Dipeptidyl aspartyl fluoromethylketones as potent caspase inhibitors: peptidomimetic replacement of the P 2 α-amino acid by a α-hydroxy acid

• Published in: Bioorganic & medicinal chemistry letters Vol. 15; no. 5; pp. 1379 - 1383
• Main Authors: Wang, Yan, Guan, Lufeng, Jia, Shaojuan, Tseng, Ben, Drewe, John, Cai, Sui Xiong
• Format: Journal Article
• Language: English
• Published: Elsevier Ltd 01.03.2005
• Subjects: Apoptosis; Caspase inhibitor; Caspase inhibitor; Apoptosis
• ISSN: 0960-894X; 1464-3405
• DOI: 10.1016/j.bmcl.2005.01.007

The synthesis and biological evaluation of a group of peptidomimetic α-carbamoyl-alkylcarbonyl-aspartyl fluoromethethylketones as capase inhibitors is reported. As a continuation of our SAR studies of dipeptidyl aspartyl-fmk as caspase inhibitors, we explored the replacement of the P 2 α-amino acid by a peptidomimetic α-hydroxy acid. These α-carbamoyl-alkylcarbonyl-aspartyl fluoromethylketones were found to be potent caspase inhibitors, and the SAR of these compounds is similar to the corresponding dipeptidyl aspartyl-fmk.
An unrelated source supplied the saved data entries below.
//! Terminal progress view and end-of-run summary.

use std::sync::{Mutex, PoisonError};
use std::time::Duration;

use indicatif::{MultiProgress, ProgressBar, ProgressStyle};

use crate::progress::ProgressSink;
use crate::stats::{CategoryOutcome, RunSummary};

const SEPARATOR: &str = "────────────────────────────────────────────────────────────";

/// Draws the progress view as a fixed block of plain text lines.
///
/// The first redraw of a batch sizes the block; every later redraw replaces
/// the text of the same lines in place.
pub struct TerminalSink {
    multi: MultiProgress,
    lines: Mutex<Vec<ProgressBar>>,
}

impl TerminalSink {
    /// Creates a sink that draws into `multi`.
    pub fn new(multi: &MultiProgress) -> Self {
        Self {
            multi: multi.clone(),
            lines: Mutex::new(Vec::new()),
        }
    }

    fn make_line(&self) -> ProgressBar {
        let bar = self.multi.add(ProgressBar::new_spinner());
        bar.set_style(ProgressStyle::with_template("{msg}").expect("progress template is valid"));
        bar
    }
}

impl ProgressSink for TerminalSink {
    fn redraw(&self, lines: &[String]) {
        let mut bars = self.lines.lock().unwrap_or_else(PoisonError::into_inner);
        while bars.len() < lines.len() {
            let bar = self.make_line();
            bars.push(bar);
        }
        for (bar, line) in bars.iter().zip(lines) {
            bar.set_message(line.clone());
        }
    }
}

impl Drop for TerminalSink {
    fn drop(&mut self) {
        let bars = self.lines.get_mut().unwrap_or_else(PoisonError::into_inner);
        for bar in bars.drain(..) {
            bar.finish();
        }
    }
}

/// Formats a byte count with binary units.
#[allow(clippy::cast_precision_loss)]
#[must_use]
pub fn format_bytes(bytes: u64) -> String {
    const UNITS: [&str; 4] = ["KB", "MB", "GB", "TB"];

    if bytes < 1024 {
        return format!("{bytes} B");
    }
    let mut value = bytes as f64 / 1024.0;
    let mut unit = 0;
    while value >= 1024.0 && unit + 1 < UNITS.len() {
        value /= 1024.0;
        unit += 1;
    }
    format!("{value:.2} {}", UNITS[unit])
}

/// Formats a duration as `12.3s`, `4m 05s` or `1h 02m 03s`.
#[must_use]
pub fn format_duration(d: Duration) -> String {
    let secs = d.as_secs();
    match secs {
        0..60 => format!("{secs}.{}s", d.subsec_millis() / 100),
        60..3600 => format!("{}m {:02}s", secs / 60, secs % 60),
        _ => format!("{}h {:02}m {:02}s", secs / 3600, (secs % 3600) / 60, secs % 60),
    }
}

/// Renders one summary row per category.
#[must_use]
pub fn summary_rows(summary: &RunSummary) -> Vec<String> {
    summary
        .categories
        .iter()
        .map(|outcome| match outcome {
            CategoryOutcome::Completed(stats) => format!(
                "  {:<8} {:>6}/{:<6} {:>6} failed {:>6} undated {:>6} cancelled  {} in {} ({}/s)",
                stats.category,
                stats.downloaded,
                stats.total,
                stats.failed,
                stats.unplanned,
                stats.cancelled,
                format_bytes(stats.total_bytes),
                format_duration(stats.elapsed),
                format_bytes(stats.average_speed()),
            ),
            CategoryOutcome::Aborted { category, reason } => {
                format!("  {category:<8} skipped: {reason}")
            }
        })
        .collect()
}

/// Prints the end-of-run summary table.
pub fn print_summary(summary: &RunSummary) {
    if summary.categories.is_empty() {
        println!("Nothing was processed.");
        return;
    }

    println!("\n{SEPARATOR}");
    println!("Download Summary");
    println!("{SEPARATOR}");
    for row in summary_rows(summary) {
        println!("{row}");
    }
    println!("{SEPARATOR}");
    println!("  Files downloaded:  {}", summary.downloaded());
    println!(
        "  Total size:        {}",
        format_bytes(summary.batches().map(|b| b.total_bytes).sum())
    );
    println!("{SEPARATOR}");
}
//! pilvi-dl - bulk downloader for a personal cloud-storage media library.
//!
//! The library logs in to the service, pages through each media category's
//! catalog, sorts dated entries into `YYYY-MM` directories and downloads them
//! with a bounded pool of concurrent transfers while a shared progress view
//! tracks what each worker slot last finished.
//!
//! # Example
//!
//! ```no_run
//! use pilvi_dl::{Config, Credentials, NoProgress, ProgressSink, run};
//! use tokio_util::sync::CancellationToken;
//!
//! # async fn example() {
//! let config = Config::load(None).unwrap_or_default();
//! let credentials = Credentials::new("me@example.com", "secret");
//! let sinks = |_: &pilvi_dl::Category| -> Box<dyn ProgressSink> { Box::new(NoProgress) };
//!
//! let summary = run(&config, &credentials, &sinks, &CancellationToken::new()).await;
//! println!("Downloaded {} files", summary.downloaded());
//! # }
//! ```

#![warn(clippy::pedantic)]
#![warn(clippy::nursery)]

pub mod catalog;
pub mod config;
pub mod download;
pub mod error;
pub mod fs;
pub mod planner;
pub mod progress;
pub mod run;
pub mod session;
pub mod snapshot;
pub mod stats;

#[cfg(feature = "cli")]
pub mod cli;

// Re-export main types for convenience
pub use catalog::{Catalog, CatalogPage, CatalogSource, FileEntry, HttpCatalog, aggregate};
pub use config::{Category, Config};
pub use download::Downloader;
pub use error::{Error, Result};
pub use fs::{FileSystem, TokioFileSystem};
pub use planner::{PlanReport, plan_directories};
pub use progress::{NoProgress, ProgressSink, ProgressState};
pub use run::{SinkFactory, run};
pub use session::{Bootstrapped, Credentials, Session, bootstrap};
pub use stats::{BatchStats, CategoryOutcome, RunSummary};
MX1153, ( S)-3-methyl-2-(phenylcarbamoyl)butanoyl-Asp-fmk, is identified as a potent broad-spectrum caspase inhibitor, and is selective for caspases versus other proteases. MX1153 also has good activity in the cell apoptosis protection assays and is active in the mouse liver apoptosis model.